(SOURCE MATERIAL)

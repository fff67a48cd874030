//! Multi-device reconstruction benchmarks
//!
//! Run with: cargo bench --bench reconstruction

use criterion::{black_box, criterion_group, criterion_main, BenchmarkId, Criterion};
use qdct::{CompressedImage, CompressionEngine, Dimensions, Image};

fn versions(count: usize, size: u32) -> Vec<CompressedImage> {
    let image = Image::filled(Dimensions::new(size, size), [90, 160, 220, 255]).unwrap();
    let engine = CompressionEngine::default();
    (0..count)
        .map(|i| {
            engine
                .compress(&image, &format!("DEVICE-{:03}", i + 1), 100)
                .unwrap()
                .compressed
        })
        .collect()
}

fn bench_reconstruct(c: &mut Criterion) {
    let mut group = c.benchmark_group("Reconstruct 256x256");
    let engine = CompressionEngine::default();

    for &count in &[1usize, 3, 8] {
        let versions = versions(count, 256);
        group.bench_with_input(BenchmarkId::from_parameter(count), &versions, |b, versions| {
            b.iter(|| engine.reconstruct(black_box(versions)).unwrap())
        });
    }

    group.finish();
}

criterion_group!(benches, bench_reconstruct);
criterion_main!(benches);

(End SOURCE MATERIAL)

## YOUR ASSIGNMENT
Look through the data above. Copy every line with the string "count" in it.

## THE ANSWER
fn versions(count: usize, size: u32) -> Vec<CompressedImage> {
    (0..count)
    for &count in &[1usize, 3, 8] {
        let versions = versions(count, 256);
        group.bench_with_input(BenchmarkId::from_parameter(count), &versions, |b, versions| {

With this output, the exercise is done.